The University of Maine System was awarded the grant to increase the educational attainment of Maine’s workforce to fill the jobs that will grow the economy and provide a high quality of life for Maine’s people. Maine has a highly experienced workforce that is sometimes held back from growth opportunities due to a lack of formal credentials. A critical component of improving educational attainment of the workforce is the recognition, validation, and application of non-institutional learning toward earning credentials of value.

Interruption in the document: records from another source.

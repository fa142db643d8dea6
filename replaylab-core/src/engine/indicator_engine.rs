//! Indicator engine: dependency graph, warm-up, and per-frame evaluation.
//!
//! Slots are kept in topological order (dependencies first), so evaluating
//! slot `k` can read every output before it. Outputs live in a separate vector
//! from the plugins so one can be borrowed mutably while the rest are read.

use super::error::ConfigError;
use crate::components::{
    History, Indicator, IndicatorOutput, IndicatorView, PluginError, PluginRegistry,
};
use crate::domain::params::param_bool;
use crate::domain::{Candle, Params};

struct IndicatorSlot {
    module: String,
    params: Params,
    plugin: Box<dyn Indicator>,
    has_initialize: bool,
    persist: bool,
    /// `(index, len)` of the most recent write.
    last_write: Option<(usize, usize)>,
    initialized: bool,
}

/// Declared but not yet committed slot.
struct Staged {
    name: String,
    module: String,
    params: Params,
}

#[derive(Default)]
pub struct IndicatorEngine {
    slots: Vec<IndicatorSlot>,
    outputs: Vec<IndicatorOutput>,
    len: usize,
}

impl IndicatorEngine {
    pub fn new() -> Self {
        Self::default()
    }

    pub fn len(&self) -> usize {
        self.slots.len()
    }

    pub fn is_empty(&self) -> bool {
        self.slots.is_empty()
    }

    pub fn contains(&self, name: &str) -> bool {
        self.outputs.iter().any(|o| o.name == name)
    }

    pub fn names(&self) -> impl Iterator<Item = &str> {
        self.outputs.iter().map(|o| o.name.as_str())
    }

    pub fn outputs(&self) -> &[IndicatorOutput] {
        &self.outputs
    }

    pub fn output(&self, name: &str) -> Option<&[f64]> {
        self.outputs
            .iter()
            .find(|o| o.name == name)
            .map(|o| o.values.as_slice())
    }

    pub fn view(&self, index: usize) -> IndicatorView<'_> {
        IndicatorView::new(&self.outputs, index)
    }

    /// Add a user-named indicator. Its name must be new.
    pub fn add(
        &mut self,
        registry: &PluginRegistry,
        name: &str,
        module: &str,
        params: &Params,
    ) -> Result<Vec<String>, ConfigError> {
        if self.contains(name) {
            return Err(ConfigError::DuplicateName(name.to_string()));
        }
        self.add_dependency(registry, name, module, params)
    }

    /// Add an indicator and everything it depends on, or nothing at all.
    ///
    /// An existing indicator with the same name, module and parameters is
    /// reused; the same name with anything else is a conflict. Returns the
    /// names of the slots actually added.
    pub fn add_dependency(
        &mut self,
        registry: &PluginRegistry,
        name: &str,
        module: &str,
        params: &Params,
    ) -> Result<Vec<String>, ConfigError> {
        let mut staged = Vec::new();
        let mut stack = Vec::new();
        self.resolve(registry, name, module, params, &mut stack, &mut staged)?;

        let mut built = Vec::with_capacity(staged.len());
        for Staged { name, module, params } in staged {
            built.push((name, Self::build_slot(registry, module, params)?));
        }
        let mut added = Vec::with_capacity(built.len());
        for (name, slot) in built {
            self.slots.push(slot);
            self.outputs.push(IndicatorOutput::new(name.clone(), self.len));
            added.push(name);
        }
        if !added.is_empty() {
            tracing::info!(indicators = ?added, "indicators added");
        }
        Ok(added)
    }

    fn resolve(
        &self,
        registry: &PluginRegistry,
        name: &str,
        module: &str,
        params: &Params,
        stack: &mut Vec<(String, String, Params)>,
        staged: &mut Vec<Staged>,
    ) -> Result<(), ConfigError> {
        let entry = registry.indicator(module)?;
        let resolved = entry.descriptor.resolve_params(params)?;

        if stack
            .iter()
            .any(|(n, m, p)| n == name || (m == module && *p == resolved))
        {
            let mut path: Vec<String> = stack.iter().map(|(n, _, _)| n.clone()).collect();
            path.push(name.to_string());
            return Err(ConfigError::CyclicDependency { path });
        }

        let existing = self
            .slots
            .iter()
            .zip(&self.outputs)
            .map(|(s, o)| (o.name.as_str(), s.module.as_str(), &s.params))
            .chain(staged.iter().map(|s| (s.name.as_str(), s.module.as_str(), &s.params)))
            .find(|(n, _, _)| *n == name);
        if let Some((_, m, p)) = existing {
            return if m == module && *p == resolved {
                Ok(())
            } else {
                Err(ConfigError::DependencyConflict {
                    name: name.to_string(),
                })
            };
        }

        stack.push((name.to_string(), module.to_string(), resolved.clone()));
        for dep in (entry.dependencies)(&resolved) {
            self.resolve(registry, &dep.name, &dep.module, &dep.params, stack, staged)?;
        }
        stack.pop();

        staged.push(Staged {
            name: name.to_string(),
            module: module.to_string(),
            params: resolved,
        });
        Ok(())
    }

    fn build_slot(
        registry: &PluginRegistry,
        module: String,
        params: Params,
    ) -> Result<IndicatorSlot, ConfigError> {
        let entry = registry.indicator(&module)?;
        Ok(IndicatorSlot {
            plugin: (entry.build)(&params),
            has_initialize: entry.descriptor.has_initialize,
            persist: param_bool(&params, "persist", true),
            module,
            params,
            last_write: None,
            initialized: false,
        })
    }

    /// Fresh plugin instances and empty outputs sized for `len` candles.
    pub fn rebuilt(&self, registry: &PluginRegistry, len: usize) -> Result<Self, ConfigError> {
        let mut engine = Self {
            slots: Vec::with_capacity(self.slots.len()),
            outputs: Vec::with_capacity(self.outputs.len()),
            len,
        };
        for (slot, output) in self.slots.iter().zip(&self.outputs) {
            engine
                .slots
                .push(Self::build_slot(registry, slot.module.clone(), slot.params.clone())?);
            engine.outputs.push(IndicatorOutput::new(output.name.clone(), len));
        }
        Ok(engine)
    }

    /// Warm up every slot over `max(1, start - lookback)..=start`.
    pub fn init(&mut self, candles: &[Candle], start: usize, lookback: usize) {
        let first = start.saturating_sub(lookback).max(1);
        for index in first..=start.min(candles.len().saturating_sub(1)) {
            let history = History::new(candles[index], &candles[..index]);
            for k in 0..self.slots.len() {
                if !self.slots[k].has_initialize {
                    continue;
                }
                let (deps, rest) = self.outputs.split_at_mut(k);
                let view = IndicatorView::new(deps, index);
                let slot = &mut self.slots[k];
                let values = slot.plugin.initialize(&history, &view);
                write(slot, &mut rest[0], index, &values);
            }
        }
        for slot in &mut self.slots {
            slot.initialized = true;
        }
        tracing::debug!(slots = self.slots.len(), start, "indicators initialized");
    }

    /// Evaluate every slot against `history`. Uninitialized slots are skipped and reported.
    pub fn update(&mut self, history: &History<'_>) -> Vec<PluginError> {
        let index = history.index();
        let mut errors = Vec::new();
        for k in 0..self.slots.len() {
            let (deps, rest) = self.outputs.split_at_mut(k);
            let slot = &mut self.slots[k];
            if !slot.initialized {
                let err = PluginError::NotInitialized(rest[0].name.clone());
                tracing::warn!("{err}");
                errors.push(err);
                continue;
            }
            let view = IndicatorView::new(deps, index);
            let values = slot.plugin.calculate(history, &view);
            write(slot, &mut rest[0], index, &values);
        }
        errors
    }
}

/// Write `values` backwards from `index`, first clearing the previous write
/// window when the slot does not persist.
fn write(slot: &mut IndicatorSlot, output: &mut IndicatorOutput, index: usize, values: &[f64]) {
    if !slot.persist {
        if let Some((last, len)) = slot.last_write {
            let from = (last + 1).saturating_sub(len);
            for v in &mut output.values[from..=last] {
                *v = f64::NAN;
            }
        }
    }
    let written = values.len().min(index + 1);
    for (i, &value) in values.iter().take(written).enumerate() {
        output.values[index - i] = value;
    }
    slot.last_write = Some((index, written));
}

#[cfg(test)]
mod tests {
    use super::*;
    use crate::components::{DependencySpec, IndicatorEntry};
    use crate::domain::params::params;
    use crate::indicators::make_candles;

    fn history(candles: &[Candle], index: usize) -> History<'_> {
        History::new(candles[index], &candles[..index])
    }

    #[test]
    fn dependencies_come_first() {
        let registry = PluginRegistry::with_builtins();
        let mut engine = IndicatorEngine::new();
        let added = engine
            .add(&registry, "env_up", "envelope", &params([("period", 3.0)]))
            .unwrap();
        assert_eq!(added, vec!["sma_3".to_string(), "env_up".to_string()]);
        assert_eq!(engine.names().collect::<Vec<_>>(), vec!["sma_3", "env_up"]);
    }

    #[test]
    fn shared_dependency_is_reused() {
        let registry = PluginRegistry::with_builtins();
        let mut engine = IndicatorEngine::new();
        engine
            .add(&registry, "sma_3", "sma", &params([("period", 3.0)]))
            .unwrap();
        let added = engine
            .add(&registry, "env_up", "envelope", &params([("period", 3.0)]))
            .unwrap();
        assert_eq!(added, vec!["env_up".to_string()]);
        assert_eq!(engine.len(), 2);
    }

    #[test]
    fn conflicting_dependency_leaves_engine_untouched() {
        let registry = PluginRegistry::with_builtins();
        let mut engine = IndicatorEngine::new();
        engine
            .add(&registry, "sma_3", "ema", &params([("period", 3.0)]))
            .unwrap();
        let err = engine
            .add(&registry, "env_up", "envelope", &params([("period", 3.0)]))
            .unwrap_err();
        assert!(matches!(err, ConfigError::DependencyConflict { ref name } if name == "sma_3"));
        assert_eq!(engine.len(), 1);
    }

    #[test]
    fn duplicate_and_unknown_are_rejected() {
        let registry = PluginRegistry::with_builtins();
        let mut engine = IndicatorEngine::new();
        engine.add(&registry, "c", "close", &Params::new()).unwrap();
        assert!(matches!(
            engine.add(&registry, "c", "close", &Params::new()),
            Err(ConfigError::DuplicateName(_))
        ));
        assert!(matches!(
            engine.add(&registry, "x", "nope", &Params::new()),
            Err(ConfigError::Factory(_))
        ));
        assert!(matches!(
            engine.add(&registry, "y", "sma", &params([("bogus", 1.0)])),
            Err(ConfigError::Factory(_))
        ));
    }

    fn loop_a(_: &Params) -> Vec<DependencySpec> {
        vec![DependencySpec::new("b", "loop_b", Params::new())]
    }

    fn loop_b(_: &Params) -> Vec<DependencySpec> {
        vec![DependencySpec::new("a", "loop_a", Params::new())]
    }

    #[test]
    fn cycles_are_configuration_errors() {
        let mut registry = PluginRegistry::new();
        registry.register_indicator(
            IndicatorEntry::new("loop_a", "", Params::new(), |_| Box::new(crate::indicators::Close))
                .with_dependencies(loop_a),
        );
        registry.register_indicator(
            IndicatorEntry::new("loop_b", "", Params::new(), |_| Box::new(crate::indicators::Close))
                .with_dependencies(loop_b),
        );
        let mut engine = IndicatorEngine::new();
        match engine.add(&registry, "a", "loop_a", &Params::new()) {
            Err(ConfigError::CyclicDependency { path }) => assert_eq!(path, vec!["a", "b", "a"]),
            other => panic!("expected cycle, got {:?}", other.map(|_| ())),
        }
        assert!(engine.is_empty());
    }

    #[test]
    fn uninitialized_slot_refuses_to_compute() {
        let registry = PluginRegistry::with_builtins();
        let mut engine = IndicatorEngine::new().rebuilt(&registry, 3).unwrap();
        engine.add(&registry, "c", "close", &Params::new()).unwrap();
        let candles = make_candles(&[1.0, 2.0, 3.0]);
        let errors = engine.update(&history(&candles, 2));
        assert_eq!(errors, vec![PluginError::NotInitialized("c".into())]);
        assert!(engine.output("c").unwrap()[2].is_nan());
    }

    #[test]
    fn init_warms_up_and_update_writes_current_slot() {
        let registry = PluginRegistry::with_builtins();
        let mut engine = IndicatorEngine::new();
        engine
            .add(&registry, "sma_2", "sma", &params([("period", 2.0)]))
            .unwrap();
        let candles = make_candles(&[1.0, 3.0, 5.0, 7.0, 9.0]);
        let mut engine = engine.rebuilt(&registry, candles.len()).unwrap();
        engine.init(&candles, 3, 100);
        let out = engine.output("sma_2").unwrap();
        assert!(out[0].is_nan());
        assert_eq!(&out[1..4], &[2.0, 4.0, 6.0]);
        assert!(out[4].is_nan());

        engine.update(&history(&candles, 4));
        assert_eq!(engine.output("sma_2").unwrap()[4], 8.0);
    }
}
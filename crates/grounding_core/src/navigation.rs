//! Jump from a search hit or chat citation to a chunk in another document.

use crate::chunk::ChunkIndex;
use crate::chunk_store::{ChunkStore, LoadTicket};

/// Where a search result or citation points.
#[derive(Debug, Clone, PartialEq, Eq)]
pub struct NavigationTarget {
    pub doc_id: String,
    pub chunk_key: String,
    pub display_name: String,
}

/// How the last navigation ended.
#[derive(Debug, Clone, PartialEq, Eq)]
pub enum NavigationOutcome {
    Selected { doc_id: String, index: ChunkIndex },
    /// The target document loaded but no chunk carries the requested key.
    SourceUnavailable { doc_id: String, chunk_key: String },
    LoadFailed { doc_id: String },
}

#[derive(Debug, Clone, PartialEq, Eq)]
struct PendingNavigation {
    ticket: LoadTicket,
    doc_id: String,
    chunk_key: String,
}

/// Holds at most one navigation waiting for its chunk load to land.
#[derive(Debug, Clone, PartialEq, Eq, Default)]
pub struct Navigator {
    pending: Option<PendingNavigation>,
    last_outcome: Option<NavigationOutcome>,
}

impl Navigator {
    /// Park `target` until the load identified by `ticket` completes.
    pub fn begin(&mut self, ticket: LoadTicket, target: &NavigationTarget) {
        self.pending = Some(PendingNavigation {
            ticket,
            doc_id: target.doc_id.clone(),
            chunk_key: target.chunk_key.clone(),
        });
        self.last_outcome = None;
    }

    pub fn is_pending(&self) -> bool {
        self.pending.is_some()
    }

    pub fn cancel(&mut self) {
        self.pending = None;
    }

    pub fn last_outcome(&self) -> Option<&NavigationOutcome> {
        self.last_outcome.as_ref()
    }

    pub fn clear_outcome(&mut self) {
        self.last_outcome = None;
    }

    /// Resolve the parked target against a freshly loaded store.
    ///
    /// Returns the index to select, or `None` when this load was not the one
    /// the navigation waits for or the key did not resolve.
    pub fn on_loaded(&mut self, ticket: LoadTicket, store: &ChunkStore) -> Option<ChunkIndex> {
        if self.pending.as_ref().map(|p| p.ticket) != Some(ticket) {
            return None;
        }
        let pending = self.pending.take()?;
        match store.index_of(&pending.chunk_key) {
            Some(index) => {
                self.last_outcome = Some(NavigationOutcome::Selected {
                    doc_id: pending.doc_id,
                    index,
                });
                Some(index)
            }
            None => {
                self.last_outcome = Some(NavigationOutcome::SourceUnavailable {
                    doc_id: pending.doc_id,
                    chunk_key: pending.chunk_key,
                });
                None
            }
        }
    }

    pub fn on_load_failed(&mut self, ticket: LoadTicket) {
        if self.pending.as_ref().map(|p| p.ticket) != Some(ticket) {
            return;
        }
        if let Some(pending) = self.pending.take() {
            self.last_outcome = Some(NavigationOutcome::LoadFailed {
                doc_id: pending.doc_id,
            });
        }
    }
}

/// Name to show for a document reached by navigation: the known filename, or
/// `Document <first 8 chars of id>`.
pub fn display_name_hint(doc_id: &str, known_filename: Option<&str>) -> String {
    match known_filename {
        Some(name) if !name.is_empty() => name.to_string(),
        _ => {
            let short: String = doc_id.chars().take(8).collect();
            format!("Document {short}")
        }
    }
}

“Through All Learning Counts, we are recognizing exemplars who want to ensure many more Americans will have skills they need to thrive by earning college degrees, certificates, and industry certifications,” said Haley Glover, the Lumina strategy director who will oversee the grant program. “We need to think in new ways about the recognition of learning after high school. We must see that all college-level learning, regardless of how and where it is gained, can be applied toward meaningful post-high school credentials.”
“To achieve Maine’s commitment to meeting the MaineSpark goal of 60% of adults attaining a credential of value by 2025, we must expand access to a range of credentials, from micro-credentials through traditional degrees,” said Rosa Redonnett, UMS Associate Vice Chancellor for Student Success and Credential Attainment. “This generous grant from the Lumina Foundation enables the UMS and its statewide partners to develop an aligned ecosystem across the state and engage with employers in the critical determination of their needs. Together we will work with a broad group of constituents representing key populations in Maine to enhance existing pathways and create new opportunities for credential attainment in Maine.”
About the University of Maine System
University of Maine System has a long history of serving adults, on its seven campuses, at multiple off-campus learning locations, and via multiple modalities (in-person, online, and mixed methods). Approximately 35% of UMS students are over the age of 25.
In December, the Board of Trustees adopted a strategic priority to support adult students by providing more flexible and accessible programming, developing wrap around services to help adults address personal and academic challenges, promoting opportunities to earn stackable credentials, and increasing financial support.
About Lumina Foundation
Lumina Foundation is an independent, private foundation in Indianapolis that is committed to making opportunities for learning beyond high school available to all. The foundation envisions a system that is easy to navigate, delivers fair results, and meets the nation’s need for talent through a broad range of credentials. Lumina’s goal is to prepare people for informed citizenship and for success in a global economy.